Eagle Mine, which was opened last September by Toronto-based Lundin Mining Corp., has high-grade deposits of nickel and copper, but it differs from the PolyMet proposal in several ways. While PolyMet’s project will be an open-pit mine, the Eagle operation is underground. It will produce less waste rock and fewer tailings than the mine proposed by PolyMet, Kuipers said. And unlike PolyMet, Eagle is not likely to be saddled with long-term water treatment to fight acid mine drainage, he said.
But Bruce Richardson, a PolyMet vice president, said several aspects of the Eagle Mine reflect favorably on PolyMet. Both mines, for instance, would use reverse-osmosis technology to treat wastewater before it is returned to the environment.
So far, observers agree, Eagle’s closely monitored discharges have been clean.
In another parallel to PolyMet’s plan, Eagle uses a converted iron ore processing facility and is dumping its tailings into a water-filled basin. And like PolyMet, Richardson said, Eagle went through at least 10 years of environmental review before receiving a state permit. The Michigan mine has generated 400 new jobs.
“It’s an attractive site for the governor to visit in our minds because it represents modern mining,” Richardson said. “They are doing it safely and within the law.”
Joe Maki, Michigan’s state mining specialist, said he will meet with Dayton’s group to answer questions before and after they tour Eagle with company officials. “We haven’t had any environmental issues with the mine,” Maki said.

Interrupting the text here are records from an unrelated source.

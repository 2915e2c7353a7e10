//! Task persistence operations.

use crate::connection::Database;
use crate::schema::{tasks, TIMESTAMP_FORMAT};
use chrono::{DateTime, NaiveDateTime, Utc};
use rusqlite::types::Type;
use rusqlite::{params, OptionalExtension, Row, ToSql};
use taskly_core::{validate_name, Status, Task, TaskId};
use tracing::debug;

const SELECT_TASKS: &str = "SELECT id, name, project, status, created FROM tasks";
const ORDER_BY_CREATED: &str = "ORDER BY created ASC, id ASC";

/// Fields to change on an existing task. `None` leaves a field untouched.
#[derive(Debug, Clone, Default, PartialEq, Eq)]
pub struct TaskUpdate {
    pub name: Option<String>,
    pub project: Option<String>,
    pub status: Option<Status>,
}

impl TaskUpdate {
    pub fn with_name<S: Into<String>>(mut self, name: S) -> Self {
        self.name = Some(name.into());
        self
    }

    pub fn with_project<S: Into<String>>(mut self, project: S) -> Self {
        self.project = Some(project.into());
        self
    }

    pub fn with_status(mut self, status: Status) -> Self {
        self.status = Some(status);
        self
    }

    /// True when no field would change.
    pub fn is_empty(&self) -> bool {
        self.name.is_none() && self.project.is_none() && self.status.is_none()
    }
}

/// Database operations for tasks.
pub struct TaskStore<'a> {
    db: &'a Database,
}

impl<'a> TaskStore<'a> {
    pub fn new(db: &'a Database) -> Self {
        Self { db }
    }

    /// Persist a new task with status `todo` and the current time.
    pub fn insert(&self, name: &str, project: &str) -> crate::Result<Task> {
        let conn = self.db.connection()?;
        validate_name(name)?;

        let created = now();
        let status = Status::Todo;
        conn.execute(
            r#"
            INSERT INTO tasks (name, project, status, created)
            VALUES (?, ?, ?, ?)
            "#,
            params![
                name,
                non_empty(project),
                status.label(),
                format_timestamp(&created)
            ],
        )
        .map_err(|e| crate::Error::database("insert task", e))?;

        let id = TaskId(conn.last_insert_rowid() as u64);
        debug!(%id, "task inserted");

        Ok(Task {
            id,
            name: name.to_string(),
            project: project.to_string(),
            status,
            created,
        })
    }

    /// Fetch a single task by ID.
    pub fn get(&self, id: TaskId) -> crate::Result<Task> {
        let conn = self.db.connection()?;
        conn.query_row(
            &format!("{SELECT_TASKS} WHERE id = ?"),
            params![sql_id(id)],
            row_to_task,
        )
        .optional()
        .map_err(|e| crate::Error::database(format!("query task {id}"), e))?
        .ok_or_else(|| crate::Error::not_found("lookup", id))
    }

    /// All tasks, oldest first.
    pub fn list(&self) -> crate::Result<Vec<Task>> {
        self.query(
            &format!("{SELECT_TASKS} {ORDER_BY_CREATED}"),
            params![],
            "list tasks",
        )
    }

    /// Tasks whose status label equals `status`, oldest first.
    pub fn list_by_status(&self, status: Status) -> crate::Result<Vec<Task>> {
        self.query(
            &format!("{SELECT_TASKS} WHERE status = ? {ORDER_BY_CREATED}"),
            params![status.label()],
            &format!("list tasks with status {:?}", status.label()),
        )
    }

    /// Apply the present fields of `changes` to a task.
    ///
    /// The returned task is the fetched record merged with `changes` in
    /// memory. It is not re-read after the write, so anything the database
    /// would rewrite on its own is not reflected.
    pub fn update(&self, id: TaskId, changes: TaskUpdate) -> crate::Result<Task> {
        let conn = self.db.connection()?;
        if let Some(name) = &changes.name {
            validate_name(name)?;
        }

        let mut task = self.get(id).map_err(|e| match e {
            crate::Error::NotFound { .. } => crate::Error::not_found("update", id),
            other => other,
        })?;
        if changes.is_empty() {
            debug!(%id, "nothing to update");
            return Ok(task);
        }

        let mut assignments = Vec::new();
        let mut values: Vec<Box<dyn ToSql>> = Vec::new();
        if let Some(name) = changes.name {
            assignments.push(format!("{} = ?", tasks::NAME));
            values.push(Box::new(name.clone()));
            task.name = name;
        }
        if let Some(project) = changes.project {
            assignments.push(format!("{} = ?", tasks::PROJECT));
            values.push(Box::new(non_empty(&project).map(str::to_string)));
            task.project = project;
        }
        if let Some(status) = changes.status {
            assignments.push(format!("{} = ?", tasks::STATUS));
            values.push(Box::new(status.label()));
            task.status = status;
        }
        values.push(Box::new(sql_id(id)));

        let sql = format!(
            "UPDATE tasks SET {} WHERE {} = ?",
            assignments.join(", "),
            tasks::ID
        );
        let params: Vec<&dyn ToSql> = values.iter().map(AsRef::as_ref).collect();

        let affected = conn
            .execute(&sql, params.as_slice())
            .map_err(|e| crate::Error::database(format!("update task {id}"), e))?;
        debug!(%id, affected, columns = assignments.len(), "task updated");

        if affected == 0 {
            return Err(crate::Error::not_found("update", id));
        }
        Ok(task)
    }

    /// Permanently remove a task.
    pub fn delete(&self, id: TaskId) -> crate::Result<()> {
        let conn = self.db.connection()?;
        let affected = conn
            .execute("DELETE FROM tasks WHERE id = ?", params![sql_id(id)])
            .map_err(|e| crate::Error::database(format!("delete task {id}"), e))?;
        debug!(%id, affected, "task deleted");

        if affected == 0 {
            return Err(crate::Error::not_found("deletion", id));
        }
        Ok(())
    }

    fn query(
        &self,
        sql: &str,
        params: &[&dyn ToSql],
        operation: &str,
    ) -> crate::Result<Vec<Task>> {
        let conn = self.db.connection()?;
        let wrap = |e| crate::Error::database(operation, e);

        let mut stmt = conn.prepare(sql).map_err(wrap)?;
        let rows = stmt.query_map(params, row_to_task).map_err(wrap)?;

        let mut tasks = Vec::new();
        for row in rows {
            tasks.push(row.map_err(wrap)?);
        }
        debug!(count = tasks.len(), "{operation}");
        Ok(tasks)
    }
}

fn row_to_task(row: &Row<'_>) -> rusqlite::Result<Task> {
    let id: i64 = row.get(0)?;
    let project: Option<String> = row.get(2)?;

    let status: String = row.get(3)?;
    let status = status
        .parse::<Status>()
        .map_err(|e| rusqlite::Error::FromSqlConversionFailure(3, Type::Text, Box::new(e)))?;

    let created: String = row.get(4)?;
    let created = parse_timestamp(&created)
        .map_err(|e| rusqlite::Error::FromSqlConversionFailure(4, Type::Text, Box::new(e)))?;

    Ok(Task {
        id: TaskId(id as u64),
        name: row.get(1)?,
        project: project.unwrap_or_default(),
        status,
        created,
    })
}

fn sql_id(id: TaskId) -> i64 {
    id.0 as i64
}

fn non_empty(value: &str) -> Option<&str> {
    if value.is_empty() {
        None
    } else {
        Some(value)
    }
}

/// Current time truncated to the stored precision.
fn now() -> DateTime<Utc> {
    let now = Utc::now();
    DateTime::from_timestamp_millis(now.timestamp_millis()).unwrap_or(now)
}

fn format_timestamp(ts: &DateTime<Utc>) -> String {
    ts.format(TIMESTAMP_FORMAT).to_string()
}

/// Parse a stored timestamp. Besides RFC 3339, accepts the space separated
/// forms written by `CURRENT_TIMESTAMP` and by other SQLite clients.
fn parse_timestamp(value: &str) -> Result<DateTime<Utc>, chrono::ParseError> {
    if let Ok(ts) = DateTime::parse_from_rfc3339(value) {
        return Ok(ts.with_timezone(&Utc));
    }
    if let Ok(ts) = DateTime::parse_from_str(value, "%Y-%m-%d %H:%M:%S%.f%:z") {
        return Ok(ts.with_timezone(&Utc));
    }
    NaiveDateTime::parse_from_str(value, "%Y-%m-%d %H:%M:%S%.f").map(|ts| ts.and_utc())
}

#[cfg(test)]
mod tests {
    use super::*;
    use chrono::TimeZone;

    #[test]
    fn timestamps_round_trip_at_millisecond_precision() {
        let ts = Utc.timestamp_millis_opt(1_700_000_000_123).unwrap();
        let text = format_timestamp(&ts);
        assert_eq!(text, "2023-11-14T22:13:20.123Z");
        assert_eq!(parse_timestamp(&text).unwrap(), ts);
    }

    #[test]
    fn legacy_timestamp_forms_parse() {
        let plain = parse_timestamp("2024-05-01 08:30:00").unwrap();
        assert_eq!(plain, Utc.with_ymd_and_hms(2024, 5, 1, 8, 30, 0).unwrap());

        let offset = parse_timestamp("2024-05-01 10:30:00.5+02:00").unwrap();
        assert_eq!(offset.timestamp_millis(), plain.timestamp_millis() + 500);

        assert!(parse_timestamp("yesterday").is_err());
    }

    #[test]
    fn now_has_no_sub_millisecond_part() {
        assert_eq!(now().timestamp_subsec_nanos() % 1_000_000, 0);
    }

    #[test]
    fn update_builder_tracks_presence() {
        assert!(TaskUpdate::default().is_empty());
        let changes = TaskUpdate::default().with_status(Status::Done);
        assert!(!changes.is_empty());
        assert_eq!(changes.name, None);
        assert_eq!(changes.status, Some(Status::Done));
    }
}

But Chris Swartz Jr., president of Michigan’s Keweenaw Bay Indian Community, said he’d like to dissuade the governor from approving PolyMet’s permit. Swartz fought the Eagle Mine because his band fears long-term degradation of the area.
“Sooner or later sulfide mining will be detrimental to water in the area,” Swartz said. “If he’s concerned about clean water, he should take a close look.”
Dayton said he wants to understand Eagle’s early success and what’s different about the mine.
“It’s part of my due diligence,” the governor said. “You learn what you can from each one and decide what’s applicable or not.”